Thanks for the elaboration!
I agree with what you wrote.
James, there is justification for the $350. The machines are quite expensive. The wages of the technician must be paid, as well as general overhead for the building, utilities, support services, taxes, yada, yada.
The $2500 is to support insurance company and goobermint bureaucracies, and let's not forget, for medical care for the indigent. Including the illegal alien parasites sucking our lifeblood so they can send remittances "home".
Seems like everyone in US should just stop buying health insurance. Deal in cash
Obama voters have no shame.
The patient is going to ask, “How much will that cost me”? The hospital will respond, “How much is your deductible”?
The low information patients will be very surprised when they first learn about deductibles, co-payments and co-insurance.
That became an Obamacare talking point though plans that dropped coverage during a covered illness usually get sued and lose.
They can look it up. All electronically cross-referenced now and the information is usually included on the referral from your PP. When you wake up from anesthesia they will know who your insurer is. If you are brought into the hospital unconscious they will get your ID from your wallet and find it that way.
However, once in a while you can still use that strategy like the other day when I paid cash for an Rx at a different pharmacy because it would have cost more at my regular pharmacy under the insurance plan.
No asset tests anymore for under-65 Medicaid (not sure about older).
I am aware of the talking point bullshit, but I still say: I am not aware of that actually happening. When you get diagnosed with an illness during a policy period, THAT policy is on that illness ..
The Dr. was probably wearing his love gloves...
Brief hospitalization and 3 night stay. Bills I got totaled 66k. 4k left on a 6k deductible. Paid my bills to get to the 4k. Leaving, theoretically, 62k in billing? It looks from what we can tell the insurance company paid something like a total of $2700 out of the 62k. End of story.
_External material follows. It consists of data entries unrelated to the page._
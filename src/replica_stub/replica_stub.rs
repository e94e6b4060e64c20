use crate::actor::{ActorClient, ReplicaActor};
use crate::api::ReplicationOptionsValidated;
use crate::common::{AppInfo, Ballot, Decree, Gpid, Mutation, NodeAddress, PartitionStatus};
use crate::mutation_log::{LogWriter, MutationLog};
use crate::replica::{
    load_checkpoint_metadata, verify_checkpoint_files, OpenReplicaError, Replica, ReplicaConfig, ReplicaContext,
    RestoreError,
};
use crate::storage::{load_app_info, StorageEngineRegistry, LEARN_DIR_NAME};
use crate::transport::{MetaServerClient, ReplicaTransport};
use parking_lot::RwLock;
use std::collections::{BTreeMap, HashMap, HashSet};
use std::fs;
use std::io;
use std::path::{Path, PathBuf};
use std::sync::{Arc, Weak};

pub(crate) const SHARED_LOG_DIR_NAME: &str = "slog";
const BAD_REPLICA_DIR_SUFFIX: &str = ".err";
const RESTORE_DIR_NAME: &str = "restore";

pub(crate) struct ReplicaStubConfig {
    pub(crate) logger: slog::Logger,
    pub(crate) address: NodeAddress,
    pub(crate) root_dir: PathBuf,
    pub(crate) options: ReplicationOptionsValidated,
    pub(crate) transport: Arc<dyn ReplicaTransport>,
    pub(crate) meta: Arc<dyn MetaServerClient>,
    pub(crate) engines: StorageEngineRegistry,
}

/// ReplicaStub is one node of the cluster: it hosts any number of replicas, each running on its
/// own actor, and routes peer RPCs to them.
pub(crate) struct ReplicaStub {
    pub(super) logger: slog::Logger,
    pub(super) ctx: Arc<ReplicaContext>,
    replicas: RwLock<HashMap<Gpid, ActorClient>>,
}

impl ReplicaStub {
    /// Opens the node under `root_dir`, including every replica found there.
    pub(crate) fn open(config: ReplicaStubConfig) -> Result<Arc<ReplicaStub>, OpenReplicaError> {
        fs::create_dir_all(&config.root_dir)?;
        let shared_log = if config.options.log_shared_enabled {
            let log = MutationLog::open(
                config.logger.new(slog::o!("Log" => "shared")),
                &config.root_dir.join(SHARED_LOG_DIR_NAME),
                config.options.log_file_size_bytes,
            )?;
            Some(Arc::new(log))
        } else {
            None
        };
        let shared_log_writer = shared_log
            .clone()
            .map(|log| LogWriter::spawn(config.logger.new(slog::o!("Log" => "shared")), log));

        let stub = Arc::new_cyclic(|stub: &Weak<ReplicaStub>| ReplicaStub {
            logger: config.logger.clone(),
            ctx: Arc::new(ReplicaContext {
                address: config.address,
                root_dir: config.root_dir,
                options: config.options,
                transport: config.transport,
                meta: config.meta,
                shared_log,
                shared_log_writer,
                engines: config.engines,
                stub: stub.clone(),
            }),
            replicas: RwLock::new(HashMap::new()),
        });
        stub.load_replicas()?;

        Ok(stub)
    }

    fn load_replicas(&self) -> Result<(), OpenReplicaError> {
        let mut shared_mutations: HashMap<Gpid, Vec<Mutation>> = HashMap::new();
        if !self.ctx.options.log_private_enabled {
            if let Some(log) = self.ctx.shared_log.as_ref() {
                log.replay(|mutation| shared_mutations.entry(mutation.pid()).or_default().push(mutation))?;
            }
        }

        let dirs = list_dirs(&self.ctx.root_dir)?;
        let mut replicas = self.replicas.write();
        for dir in dirs {
            let gpid = match parse_replica_dir_name(&dir) {
                Some((gpid, _)) => gpid,
                None => continue,
            };
            let mutations = shared_mutations.remove(&gpid).unwrap_or_default();
            let opened = load_app_info(&dir)
                .map_err(OpenReplicaError::from)
                .and_then(|app_info| {
                    self.spawn_replica(&mut replicas, app_info, gpid, |config| Replica::open(config, mutations))
                });
            if let Err(e) = opened {
                slog::warn!(self.logger, "Failed to open replica {} from {:?}: {}", gpid, dir, e);
                self.move_aside(&dir);
            }
        }

        slog::info!(
            self.logger,
            "Opened {} replicas under {:?}",
            replicas.len(),
            self.ctx.root_dir
        );
        Ok(())
    }

    fn move_aside(&self, dir: &Path) {
        let mut name = dir.as_os_str().to_os_string();
        name.push(BAD_REPLICA_DIR_SUFFIX);
        if let Err(e) = fs::rename(dir, &name) {
            slog::warn!(self.logger, "Failed to move bad replica dir {:?} aside: {}", dir, e);
        }
    }

    pub(crate) fn address(&self) -> &NodeAddress {
        &self.ctx.address
    }

    pub(crate) fn replica_client(&self, gpid: Gpid) -> Option<ActorClient> {
        self.replicas.read().get(&gpid).cloned()
    }

    pub(crate) fn replicas(&self) -> Vec<Gpid> {
        let mut gpids: Vec<Gpid> = self.replicas.read().keys().copied().collect();
        gpids.sort();
        gpids
    }

    fn replica_dir(&self, app_info: &AppInfo, gpid: Gpid) -> PathBuf {
        self.ctx.root_dir.join(format!(
            "{}.{}.{}",
            gpid.app_id, gpid.partition_index, app_info.app_type
        ))
    }

    /// Builds a replica with `build` and starts its actor. Fails if `gpid` is already hosted.
    fn spawn_replica<F, E>(
        &self,
        replicas: &mut HashMap<Gpid, ActorClient>,
        app_info: AppInfo,
        gpid: Gpid,
        build: F,
    ) -> Result<ActorClient, E>
    where
        F: FnOnce(ReplicaConfig) -> Result<Replica, E>,
        E: From<OpenReplicaError>,
    {
        if replicas.contains_key(&gpid) {
            return Err(OpenReplicaError::AlreadyExists(gpid).into());
        }
        if !self.ctx.engines.contains(&app_info.app_type) {
            let e = crate::storage::StorageError::UnknownEngine(app_info.app_type.clone());
            return Err(OpenReplicaError::from(e).into());
        }

        let logger = self.logger.new(slog::o!("Gpid" => gpid.to_string()));
        let (client, receiver) = ActorClient::new(self.ctx.options.actor_queue_size);
        let replica = build(ReplicaConfig {
            logger: logger.clone(),
            ctx: self.ctx.clone(),
            dir: self.replica_dir(&app_info, gpid),
            app_info,
            gpid,
            actor_client: client.weak(),
        })?;

        tokio::task::spawn(ReplicaActor::new(logger, receiver, replica).run_event_loop());
        replicas.insert(gpid, client.clone());
        Ok(client)
    }

    pub(crate) fn create_new_replica(&self, app_info: AppInfo, gpid: Gpid) -> Result<ActorClient, OpenReplicaError> {
        let mut replicas = self.replicas.write();
        let client = self.spawn_replica(&mut replicas, app_info, gpid, Replica::create_new)?;
        slog::info!(self.logger, "Created replica {}", gpid);
        Ok(client)
    }

    /// Creates the child of a split next to its parent. Returns the child's actor and the directory
    /// the parent stages its checkpoint in.
    pub(crate) fn create_child_replica(
        &self,
        child: Gpid,
        app_info: AppInfo,
        parent: Gpid,
        ballot: Ballot,
        primary: Option<NodeAddress>,
    ) -> Result<(ActorClient, PathBuf), OpenReplicaError> {
        let learn_dir = self.replica_dir(&app_info, child).join(LEARN_DIR_NAME);
        let mut replicas = self.replicas.write();
        let client = self.spawn_replica(&mut replicas, app_info, child, |config| {
            Replica::create_child(config, parent, ballot, primary)
        })?;

        Ok((client, learn_dir))
    }

    /// Stops the replica's actor. Its data stays on disk.
    pub(crate) async fn close_replica(&self, gpid: Gpid) -> bool {
        let client = match self.replicas.write().remove(&gpid) {
            Some(client) => client,
            None => return false,
        };
        if client.close().await.is_err() {
            slog::warn!(self.logger, "Replica {} was already stopped", gpid);
        }

        slog::info!(self.logger, "Closed replica {}", gpid);
        true
    }

    /// Creates `gpid` from a backed up checkpoint. A damaged backup fails the restore, unless bad
    /// partitions are skipped: then the replica is created empty and `IgnoreBadData` is returned.
    pub(crate) fn restore_replica(
        &self,
        app_info: AppInfo,
        gpid: Gpid,
        backup_dir: &Path,
    ) -> Result<Decree, RestoreError> {
        let verified = load_checkpoint_metadata(backup_dir).and_then(|metadata| {
            verify_checkpoint_files(backup_dir, &metadata)?;
            Ok(metadata)
        });
        let mut replicas = self.replicas.write();

        let metadata = match verified {
            Ok(metadata) => metadata,
            Err(e) => {
                slog::warn!(self.logger, "Backup of {} in {:?} is damaged: {}", gpid, backup_dir, e);
                if !self.ctx.options.skip_bad_partition {
                    return Err(RestoreError::Corruption {
                        gpid,
                        reason: e.to_string(),
                    });
                }
                self.spawn_replica(&mut replicas, app_info, gpid, Replica::create_new)?;
                return Err(RestoreError::IgnoreBadData(gpid));
            }
        };

        let mut restored = 0;
        self.spawn_replica(&mut replicas, app_info, gpid, |config| {
            let restore_dir = config.dir.join(LEARN_DIR_NAME).join(RESTORE_DIR_NAME);
            let mut replica = Replica::create_new(config)?;
            fs::create_dir_all(&restore_dir).map_err(OpenReplicaError::from)?;
            for file in &metadata.files {
                fs::copy(backup_dir.join(&file.name), restore_dir.join(&file.name)).map_err(OpenReplicaError::from)?;
            }
            restored = replica.restore_from_checkpoint(&restore_dir, &metadata)?;
            if let Err(e) = fs::remove_dir_all(&restore_dir) {
                slog::debug!(self.logger, "Could not clean restore dir: {}", e);
            }
            Ok::<_, RestoreError>(replica)
        })?;

        Ok(restored)
    }

    pub(crate) async fn apply_envs(&self, app_id: i32, envs: BTreeMap<String, String>) {
        let clients: Vec<ActorClient> = self
            .replicas
            .read()
            .iter()
            .filter(|(gpid, _)| gpid.app_id == app_id)
            .map(|(_, client)| client.clone())
            .collect();
        for client in clients {
            let _ = client.apply_envs(envs.clone()).await;
        }
    }

    /// Drops shared log segments whose mutations every hosted replica made durable. Replicas whose
    /// state is unknown keep their segments. So do closed replicas still on disk when they have no
    /// private log to rebuild from.
    pub(crate) async fn garbage_collect_shared_log(&self) -> usize {
        let log = match self.ctx.shared_log.clone() {
            Some(log) => log,
            None => return 0,
        };
        let clients: Vec<(Gpid, ActorClient)> = self
            .replicas
            .read()
            .iter()
            .map(|(gpid, client)| (*gpid, client.clone()))
            .collect();

        let mut durable_decrees = HashMap::new();
        let mut pinned = HashSet::new();
        for (gpid, client) in clients {
            match client.query_state().await {
                Ok(state) if state.status != PartitionStatus::Error => {
                    durable_decrees.insert(gpid, state.last_durable_decree);
                }
                _ => {
                    pinned.insert(gpid);
                }
            }
        }

        let root_dir = self.ctx.root_dir.clone();
        let pin_closed_replicas = !self.ctx.options.log_private_enabled;
        let reserve_size = self.ctx.options.log_shared_reserve_max_size_bytes;
        let reserve_time = self.ctx.options.log_shared_reserve_max_time;
        let result = tokio::task::spawn_blocking(move || {
            if pin_closed_replicas {
                for dir in list_dirs(&root_dir)? {
                    if let Some((gpid, _)) = parse_replica_dir_name(&dir) {
                        if !durable_decrees.contains_key(&gpid) {
                            pinned.insert(gpid);
                        }
                    }
                }
            }
            log.garbage_collection_shared(&durable_decrees, &pinned, reserve_size, reserve_time)
        })
        .await;
        match result {
            Ok(Ok(removed)) => {
                if removed > 0 {
                    slog::info!(self.logger, "Shared log GC removed {} files", removed);
                }
                removed
            }
            Ok(Err(e)) => {
                slog::warn!(self.logger, "Shared log GC failed: {}", e);
                0
            }
            Err(e) => {
                slog::warn!(self.logger, "Shared log GC task failed: {}", e);
                0
            }
        }
    }

    /// Runs shared log GC on every checkpoint interval until the stub is dropped.
    pub(crate) fn spawn_shared_log_gc(self: &Arc<Self>) {
        if self.ctx.shared_log.is_none() {
            return;
        }
        let period = self.ctx.options.checkpoint_interval;
        let stub = Arc::downgrade(self);
        tokio::task::spawn(async move {
            let mut interval = tokio::time::interval(period);
            interval.tick().await;
            loop {
                interval.tick().await;
                match stub.upgrade() {
                    Some(stub) => {
                        stub.garbage_collect_shared_log().await;
                    }
                    None => break,
                }
            }
        });
    }

    /// Closes every replica, then waits for the shared log to write what they queued.
    pub(crate) async fn shutdown(&self) {
        let clients: Vec<(Gpid, ActorClient)> = self.replicas.write().drain().collect();
        for (gpid, client) in clients {
            if client.close().await.is_err() {
                slog::debug!(self.logger, "Replica {} was already stopped", gpid);
            }
        }
        if let Some(writer) = self.ctx.shared_log_writer.as_ref() {
            writer.flush().await;
        }

        slog::info!(self.logger, "Node {} shut down", self.ctx.address);
    }
}

/// Sub-directories of `root`, sorted.
fn list_dirs(root: &Path) -> io::Result<Vec<PathBuf>> {
    let mut dirs = Vec::new();
    for entry in fs::read_dir(root)? {
        let path = entry?.path();
        if path.is_dir() {
            dirs.push(path);
        }
    }
    dirs.sort();
    Ok(dirs)
}

/// `<app_id>.<partition_index>.<app_type>`
pub(crate) fn parse_replica_dir_name(dir: &Path) -> Option<(Gpid, String)> {
    let name = dir.file_name()?.to_str()?;
    if name.ends_with(BAD_REPLICA_DIR_SUFFIX) {
        return None;
    }
    let mut parts = name.splitn(3, '.');
    let app_id = parts.next()?.parse().ok()?;
    let partition_index = parts.next()?.parse().ok()?;
    let app_type = parts.next()?;
    if app_type.is_empty() {
        return None;
    }

    Some((Gpid::new(app_id, partition_index), app_type.to_string()))
}

#[cfg(test)]
mod tests {
    use super::*;

    #[test]
    fn replica_dir_names() {
        fn run(expected: Option<(i32, i32, &str)>, input: &str) {
            let parsed = parse_replica_dir_name(Path::new(input));
            let expected = expected.map(|(app, index, app_type)| (Gpid::new(app, index), app_type.to_string()));
            assert_eq!(parsed, expected, "{}", input);
        }

        run(Some((1, 0, "simple_kv")), "/data/1.0.simple_kv");
        run(Some((12, 7, "simple_kv_sync")), "12.7.simple_kv_sync");
        run(None, "/data/1.0.simple_kv.err");
        run(None, "slog");
        run(None, "1.0");
        run(None, "1.0.");
        run(None, "a.0.simple_kv");
        run(None, "1.x.simple_kv");
    }
}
So, in a situation like that--you are damned. You want to reach the deductible to know, mentally, you are done paying for it. At the same time, you are the only fool paying for much of anything.
The hospital charges reflect the ‘stiffing’ they get, the staggering number of uninsured patients they have to treat, those who don’t pay their co-pays (per the topic of this thread), and lawsuits. In DC almost all the local hospitals (vs. university hospitals) closed over the past 20 years because the critical mass of uninsured patients had been met and surpassed. I understand LA has a similar problem
Congress passed legislation requiring hospitals to treat anyone who shows up in the ER. Go spend a Friday night at your local ER. Abuse beyond comprehension. Private facilities that do x-rays/CT scans/MRI’s, etc. are not affected by that same onerous burden.
Unfortunately, the thievery starts with the patients.
So it is legal to cancel non-grandfathered policies of sick people under a doctor's treatment, thus letting the old insurer off the hook?
http://attorneypages.com/hot/health-net-insurance-cancellation.htm
http://www.nbcnews.com/id/24164007/
consumers had better become accustomed to hearing: “How do you intend to pay for that?”...
Most of us have been hearing if for a lifetime the minute we walked into a hospital, especially if you didn’t have a welfare, get out of “jail” free card. Welcome to the real world, welfare cheats.
Well those two sources, very liberal sources, are about specific cases that I don’t know enough about specifically. You are dealing in California, where the regulations on insurers are the toughest, making it almost impossible to make a profit probably.
So I’m not sure WTF you’re trying to prove here ,but the California insurance market has been so perverted by government for 50 years, that it is not even representative of a private market.
But I would like to know WTF you are trying to prove ..so what is it?